JPND:A European DNA bank for deciphering the missing heritability of Alzheimer's disease

Understanding the genetics of Alzheimer's disease is one of the best ways of improving our knowledge of the biology underpinning the disease. Genes are thought to account for around 80% of disease risk. Advances in the field of biomedical genetics have allowed the identification of 26 genes that act to increase a person's risk of developing disease. However, it is believed that there are at least the same number of genes that also contribute to disease risk are yet to be discovered.
To identify new disease related genes substantial additional efforts are required. It is particularly important to maximise sample numbers; studies of other complex genetic diseases have shown that the number of disease genes a study can identify increases with the sample size of the study.
Our primary objective is therefore to increase the number of Alzheimer's disease samples with genetic data to identify new risk genes for disease. We will achieve this via the creation of a European Alzheimer's Disease DNA BioBank (EADB). We have identified a European cohort of 31,911 AD cases (of which 24,049 have no genetic data) and 40,802 controls (of which 15,638 have no genetic data) from 11 countries. We will undertake genotyping of these 39,687 samples with no genetic data and analyse the new data along with existing genetic data via standard methods. This study plan will allow us to identify new Alzheimer's disease risk genes and the biological pathways in which these genes function. This initiative will increase the number of Alzheimer's disease samples available for genetic studies in Europe by more than 4-fold and worldwide by almost 2-fold.
In parallel, the EADB will collect samples from Europe's largest cohort of mild cognitive impairment cases, with a view to identifying genes that change the rate of disease progression and cognitive decline. We have available to us 9,109 mild cognitive impairment cases (of which 6,952 have no genetic data). The cohort includes data on conversion to Alzheimer's disease, cognitive and non-cognitive parameters, cerebrospinal fluid proteins and brain imaging.
The identification of genes that are functional in pathways that act to modify Alzheimer's disease risk and increase the rate of disease progression, or increase cognitive decline in mild cognitive impairment, is essential to allow the development and testing of novel treatments.

Our objective is to significantly increase the generation of Genome Wide Association Study-based population data via the creation of a European Alzheimer's Disease DNA BioBank (EADB). We shall be able to collate 31,911 AD cases (of which 24,049 have yet to be genotyped) and 40,802 controls (of which 15,638 have yet to be genotyped) from 11 countries. GWASs and complementary statistical studies (based on genotype and imputation data) will be performed, in order to capture the missing heritability and identify potential disease pathways. This initiative will increase the number of AD samples available for genetic studies in Europe by more than 4-fold and worldwide by almost 2-fold.
In parallel, the EADB will collect DNA samples from Europe's largest longitudinal cohort of MCI cases, with a view to identifying genetic markers that modulate the rate of disease progression and cognitive decline. At present, we have compiled approximately 9,109 MCI cases (of which 6,952 have yet to be genotyped) and have data on AD conversion, neuropsychological parameters, cerebrospinal fluid biomarkers and neuroimaging for most of these samples. We shall investigate the influence of genetic risk factors for AD in a genome-wide- or hypothesis-based manner.
From a translational perspective, the identification of genetic factors in pathways that modulate the AD risk and increase the rate of disease progression/cognitive decline in MCI will be pivotal for the development and testing of therapeutic approaches.

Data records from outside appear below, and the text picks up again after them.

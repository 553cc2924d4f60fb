//! Core data models for the wedding budget engine
//!
//! This module contains the data structures that describe a wedding budget:
//! categories, locations, preferences, contracts, and the persisted snapshot.

pub mod budget;
pub mod category;
pub mod contract;
pub mod ids;
pub mod location;
pub mod money;
pub mod percentage;
pub mod preferences;

pub use budget::{AdjustedFactors, BudgetData, BudgetRationale, CalculatedBudget, DayOfWeek};
pub use category::{BudgetCategory, CategoryValidationError, CostRange, PreferenceAdjustment, Priority};
pub use contract::{Contract, ContractStatus};
pub use ids::{CategoryId, ContractId, ProposalId};
pub use location::{parse_wedding_date, BudgetLocation};
pub use money::Money;
pub use percentage::Percentage;
pub use preferences::BudgetPreferences;
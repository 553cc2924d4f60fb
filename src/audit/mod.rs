//! Audit logging for budget sessions
//!
//! Records every committed ledger change with before/after values in an
//! append-only audit log.
//!
//! # Architecture
//!
//! - `AuditEntry`: a single entry with timestamp, operation, entity
//!   information, optional before/after values, and the `CategoryChange`
//!   list of share and estimate movements it caused.
//! - `AuditLogger`: writes entries to the audit log file as line-delimited
//!   JSON (JSONL).
//! - `ledger_changes` / `category_diff` / `ledger_diff`: what an operation
//!   changed, structured and as human-readable summaries.
//!
//! # Example
//!
//! ```rust,ignore
//! use wedding_budget::audit::{AuditEntry, AuditLogger};
//!
//! let logger = AuditLogger::new(audit_log_path);
//! let entry = AuditEntry::category_removed(&removed, &before, &after);
//! assert!(entry.net_share_delta().is_zero());
//! logger.log(&entry)?;
//! ```

mod diff;
mod entry;
mod logger;

pub use diff::{category_diff, ledger_changes, ledger_diff};
pub use entry::{AuditEntry, CategoryChange, EntityType, Operation};
pub use logger::AuditLogger;
//! Preference adjuster
//!
//! Re-weights the estimated cost of preference-sensitive categories. Every
//! run recomputes from the pre-preference base each category records (see
//! [`BudgetCategory::apply_preference_multiplier`]) times the combined
//! multiplier, so applying the same preferences twice gives the same result
//! as applying them once, and a new choice replaces the old multiplier
//! instead of stacking on it. Percentages are never touched.

use tracing::debug;

use crate::models::{BudgetCategory, BudgetPreferences};

/// Prefix of the rationale notes written by the adjuster
pub const PREFERENCE_NOTE_PREFIX: &str = "Preference: ";

/// Categories whose cost depends on preferences
pub const PREFERENCE_SENSITIVE: &[&str] = &[
    "photography",
    "entertainment",
    "transportation",
    "catering",
    "flowers",
    "stationery",
    "attire",
];

const COVERAGE_BASELINE_HOURS: f64 = 6.0;
const COVERAGE_SURCHARGE_PER_HOUR: f64 = 0.10;
const MUSIC_BASELINE_HOURS: f64 = 4.0;
const MUSIC_SURCHARGE_PER_HOUR: f64 = 0.125;
const TRANSPORT_BASELINE_HOURS: f64 = 4.0;
const TRANSPORT_SURCHARGE_PER_HOUR: f64 = 0.10;
const MAKEUP_SURCHARGE_PER_SERVICE: f64 = 0.05;
const DIY_FLOWERS_DISCOUNT: f64 = 0.85;
const DIY_STATIONERY_DISCOUNT: f64 = 0.80;

/// The combined effect of the preferences on one category
#[derive(Debug, Clone, PartialEq)]
pub struct PreferenceEffect {
    pub category: &'static str,
    pub multiplier: f64,
    /// One short phrase per contributing preference
    pub reasons: Vec<String>,
}

struct EffectBuilder {
    multiplier: f64,
    reasons: Vec<String>,
}

impl EffectBuilder {
    fn new() -> Self {
        Self {
            multiplier: 1.0,
            reasons: Vec::new(),
        }
    }

    fn apply(&mut self, factor: f64, reason: String) {
        if (factor - 1.0).abs() < 1e-9 {
            return;
        }
        self.multiplier *= factor;
        self.reasons.push(reason);
    }

    fn finish(self, category: &'static str) -> PreferenceEffect {
        PreferenceEffect {
            category,
            multiplier: (self.multiplier * 10_000.0).round() / 10_000.0,
            reasons: self.reasons,
        }
    }
}

/// Stateless preference re-weighting
#[derive(Debug, Clone, Copy, Default)]
pub struct PreferenceAdjuster;

impl PreferenceAdjuster {
    /// Re-weight categories for a set of preferences
    ///
    /// Only categories listed in [`PREFERENCE_SENSITIVE`] are recomputed;
    /// the rest are returned as they are.
    pub fn apply(categories: &[BudgetCategory], preferences: &BudgetPreferences) -> Vec<BudgetCategory> {
        for key in preferences.unrecognized_keys() {
            debug!(key, "Ignoring unrecognized preference");
        }

        categories
            .iter()
            .map(|category| {
                let mut category = category.clone();
                if let Some(effect) = Self::effect_for(category.id.as_str(), preferences) {
                    category.apply_preference_multiplier(effect.multiplier);
                }
                category
            })
            .collect()
    }

    /// Check if preferences can change this category's cost
    pub fn is_sensitive(category_id: &str) -> bool {
        PREFERENCE_SENSITIVE.contains(&category_id)
    }

    /// Multiplier for one category, or `None` if preferences never touch it
    pub fn effect_for(category_id: &str, preferences: &BudgetPreferences) -> Option<PreferenceEffect> {
        let id: &'static str = PREFERENCE_SENSITIVE.iter().find(|&&c| c == category_id)?;
        let mut effect = EffectBuilder::new();
        let p = preferences;

        match id {
            "photography" => {
                if let Some(hours) = p.coverage_hours {
                    let extra = (hours - COVERAGE_BASELINE_HOURS).max(0.0);
                    effect.apply(
                        1.0 + COVERAGE_SURCHARGE_PER_HOUR * extra,
                        format!("{} hours of coverage", hours),
                    );
                }
                if let Some(coverage) = &p.photo_video_coverage {
                    let factor = if contains(coverage, "video") { 1.5 } else { 1.0 };
                    effect.apply(factor, format!("'{}' coverage", coverage));
                }
            }
            "entertainment" => {
                if let Some(choice) = &p.music_choice {
                    effect.apply(music_choice_factor(choice), format!("'{}' music", choice));
                }
                if let Some(hours) = p.music_hours {
                    let extra = (hours - MUSIC_BASELINE_HOURS).max(0.0);
                    effect.apply(
                        1.0 + MUSIC_SURCHARGE_PER_HOUR * extra,
                        format!("{} hours of music", hours),
                    );
                }
            }
            "transportation" => {
                if let Some(kind) = &p.transportation_type {
                    effect.apply(transportation_factor(kind), format!("'{}' transportation", kind));
                }
                if let Some(hours) = p.transportation_hours {
                    let extra = (hours - TRANSPORT_BASELINE_HOURS).max(0.0);
                    effect.apply(
                        1.0 + TRANSPORT_SURCHARGE_PER_HOUR * extra,
                        format!("{} hours of transportation", hours),
                    );
                }
            }
            "catering" => {
                if let Some(style) = &p.catering_style {
                    effect.apply(catering_style_factor(style), format!("'{}' catering", style));
                }
                if let Some(bar) = &p.bar_service {
                    effect.apply(bar_service_factor(bar), format!("'{}' bar service", bar));
                }
            }
            "flowers" => {
                if let Some(style) = &p.floral_style {
                    effect.apply(floral_style_factor(style), format!("'{}' florals", style));
                }
                if !p.diy_elements.is_empty() {
                    effect.apply(DIY_FLOWERS_DISCOUNT, "DIY elements".to_string());
                }
            }
            "stationery" => {
                if !p.diy_elements.is_empty() {
                    effect.apply(DIY_STATIONERY_DISCOUNT, "DIY elements".to_string());
                }
            }
            "attire" => {
                if let Some(coverage) = &p.beauty_coverage {
                    let factor = if contains(coverage, "party") { 1.25 } else { 1.0 };
                    effect.apply(factor, format!("'{}' beauty coverage", coverage));
                }
                if !p.makeup_services.is_empty() {
                    let count = p.makeup_services.len() as f64;
                    effect.apply(
                        1.0 + MAKEUP_SURCHARGE_PER_SERVICE * count,
                        format!("{} makeup services", p.makeup_services.len()),
                    );
                }
            }
            _ => {}
        }

        Some(effect.finish(id))
    }

    /// Every non-neutral effect, in category order
    pub fn effects(preferences: &BudgetPreferences) -> Vec<PreferenceEffect> {
        PREFERENCE_SENSITIVE
            .iter()
            .filter_map(|id| Self::effect_for(id, preferences))
            .filter(|e| !e.reasons.is_empty())
            .collect()
    }

    /// Rationale notes for the preferences, one per affected category
    pub fn describe(preferences: &BudgetPreferences) -> Vec<String> {
        Self::effects(preferences)
            .into_iter()
            .map(|effect| {
                format!(
                    "{}{} cost x{:.2} ({}).",
                    PREFERENCE_NOTE_PREFIX,
                    capitalize(effect.category),
                    effect.multiplier,
                    effect.reasons.join(", ")
                )
            })
            .collect()
    }
}

fn contains(value: &str, needle: &str) -> bool {
    value.to_lowercase().contains(needle)
}

fn music_choice_factor(choice: &str) -> f64 {
    let choice = choice.to_lowercase();
    if choice.contains("band") {
        1.6
    } else if choice.contains("quartet") {
        1.3
    } else if choice.contains("playlist") {
        0.4
    } else {
        1.0
    }
}

fn transportation_factor(kind: &str) -> f64 {
    let kind = kind.to_lowercase();
    if kind.contains("party bus") {
        2.2
    } else if kind.contains("limo") {
        1.8
    } else if kind.contains("suv") {
        1.3
    } else {
        1.0
    }
}

fn catering_style_factor(style: &str) -> f64 {
    let style = style.to_lowercase();
    if style.contains("buffet") {
        0.85
    } else if style.contains("plated") {
        1.15
    } else if style.contains("station") {
        1.3
    } else {
        1.0
    }
}

fn bar_service_factor(bar: &str) -> f64 {
    let bar = bar.to_lowercase();
    if bar.contains("open") {
        1.2
    } else if bar.contains("beer") || bar.contains("wine") {
        1.1
    } else {
        1.0
    }
}

fn floral_style_factor(style: &str) -> f64 {
    let style = style.to_lowercase();
    if style.contains("lavish") {
        1.4
    } else if style.contains("minimal") {
        0.8
    } else {
        1.0
    }
}

fn capitalize(s: &str) -> String {
    let mut chars = s.chars();
    match chars.next() {
        Some(first) => first.to_uppercase().chain(chars).collect(),
        None => String::new(),
    }
}

#[cfg(test)]
mod tests {
    use super::*;
    use crate::models::{CategoryId, Money, Percentage};

    fn total() -> Money {
        Money::from_units(40_000)
    }

    fn categories() -> Vec<BudgetCategory> {
        [
            ("Venue", 3000),
            ("Catering", 2500),
            ("Photography", 1000),
            ("Attire", 800),
            ("Flowers", 800),
            ("Entertainment", 800),
            ("Stationery", 300),
            ("Transportation", 300),
            ("Favors", 200),
            ("Contingency", 300),
        ]
        .iter()
        .map(|&(name, bp)| {
            let pct = Percentage::from_basis_points(bp);
            BudgetCategory::named(name, pct).with_estimated_cost(Money::percentage_of(total(), pct))
        })
        .collect()
    }

    fn cost(categories: &[BudgetCategory], id: &str) -> Money {
        let id = CategoryId::parse(id).unwrap();
        categories
            .iter()
            .find(|c| c.id == id)
            .unwrap()
            .estimated_cost()
    }

    #[test]
    fn test_transportation_limo_vs_sedan() {
        let sedan = BudgetPreferences {
            transportation_type: Some("Standard sedan".into()),
            ..Default::default()
        };
        let limo = BudgetPreferences {
            transportation_type: Some("Limo".into()),
            ..Default::default()
        };

        let with_sedan = PreferenceAdjuster::apply(&categories(), &sedan);
        let with_limo = PreferenceAdjuster::apply(&with_sedan, &limo);

        assert_eq!(cost(&with_sedan, "transportation"), Money::from_units(1_200));
        assert_eq!(cost(&with_limo, "transportation"), Money::from_units(2_160));

        // Back to sedan recomputes from the baseline instead of dividing.
        let back = PreferenceAdjuster::apply(&with_limo, &sedan);
        assert_eq!(cost(&back, "transportation"), Money::from_units(1_200));
    }

    #[test]
    fn test_apply_is_idempotent() {
        let prefs = BudgetPreferences {
            coverage_hours: Some(8.0),
            music_choice: Some("Live band".into()),
            catering_style: Some("Buffet".into()),
            diy_elements: vec!["centerpieces".into()],
            makeup_services: vec!["bride".into(), "mother of the bride".into()],
            ..Default::default()
        };
        let once = PreferenceAdjuster::apply(&categories(), &prefs);
        let twice = PreferenceAdjuster::apply(&once, &prefs);
        assert_eq!(once, twice);
    }

    #[test]
    fn test_documented_multipliers() {
        let prefs = BudgetPreferences {
            coverage_hours: Some(8.0),
            music_hours: Some(6.0),
            catering_style: Some("Plated".into()),
            diy_elements: vec!["invitations".into()],
            ..Default::default()
        };
        let adjusted = PreferenceAdjuster::apply(&categories(), &prefs);

        // 4000 * 1.2
        assert_eq!(cost(&adjusted, "photography"), Money::from_units(4_800));
        // 3200 * 1.25
        assert_eq!(cost(&adjusted, "entertainment"), Money::from_units(4_000));
        // 10000 * 1.15
        assert_eq!(cost(&adjusted, "catering"), Money::from_units(11_500));
        // 3200 * 0.85 and 1200 * 0.8
        assert_eq!(cost(&adjusted, "flowers"), Money::from_units(2_720));
        assert_eq!(cost(&adjusted, "stationery"), Money::from_units(960));
        // untouched
        assert_eq!(cost(&adjusted, "venue"), Money::from_units(12_000));
    }

    #[test]
    fn test_percentages_never_change() {
        let prefs = BudgetPreferences {
            transportation_type: Some("Party bus".into()),
            ..Default::default()
        };
        let before = categories();
        let after = PreferenceAdjuster::apply(&before, &prefs);
        for (a, b) in before.iter().zip(&after) {
            assert_eq!(a.percentage, b.percentage);
        }
        assert_eq!(cost(&after, "transportation"), Money::from_units(2_640));
    }

    #[test]
    fn test_unrecognized_keys_are_noops() {
        let prefs: BudgetPreferences =
            serde_json::from_str(r#"{"weatherBackupPlan": "tent", "planningAssistance": "day-of"}"#)
                .unwrap();
        let adjusted = PreferenceAdjuster::apply(&categories(), &prefs);
        assert_eq!(adjusted, categories());
        assert!(PreferenceAdjuster::describe(&prefs).is_empty());
    }

    #[test]
    fn test_describe() {
        let prefs = BudgetPreferences {
            transportation_type: Some("Limo".into()),
            ..Default::default()
        };
        let notes = PreferenceAdjuster::describe(&prefs);
        assert_eq!(
            notes,
            vec!["Preference: Transportation cost x1.80 ('Limo' transportation).".to_string()]
        );
    }

    #[test]
    fn test_non_sensitive_category_has_no_effect() {
        assert!(PreferenceAdjuster::effect_for("venue", &BudgetPreferences::default()).is_none());
    }
}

As a global and growing problem associated with an increasing aged population, studies to improve, focus and streamline research on Alzheimer's disease will have a universal impact.
In addition to the vast academic impact of this study, we anticipate a significant impact on the delivery of clinical trials for AD therapies, and any commercial private sector companies involved in these trials will benefit. Participants can be selected for trials based on their genetic profile, increasing the likelihood of success using a smaller study cohort. In addition, the biomarkers used to measure trial outcome will be more accurately defined leading to clearer interpretation of results. This will impact on study design and the financial investment required finding drugs effective in targeting AD.
The identification of as yet unaccounted for AD genetic risk factors will help guide the research undertaken by, or funded by, commercial companies, government agencies and charities. A better, more comprehensive, genetic profile of AD will improve research focus and deliver better value for money from AD research. This should lead to more impactful research studies for minimal investment.
In the long term, the accurate and early prediction of AD risk has impact for the entire general public through the implementation of early detection and development of personalised medicine. Those at high risk of AD can be identified, together with the specific pathophysiological pathways involved, before providing a personalised medicine to specifically target the manifestation of disease in the individual.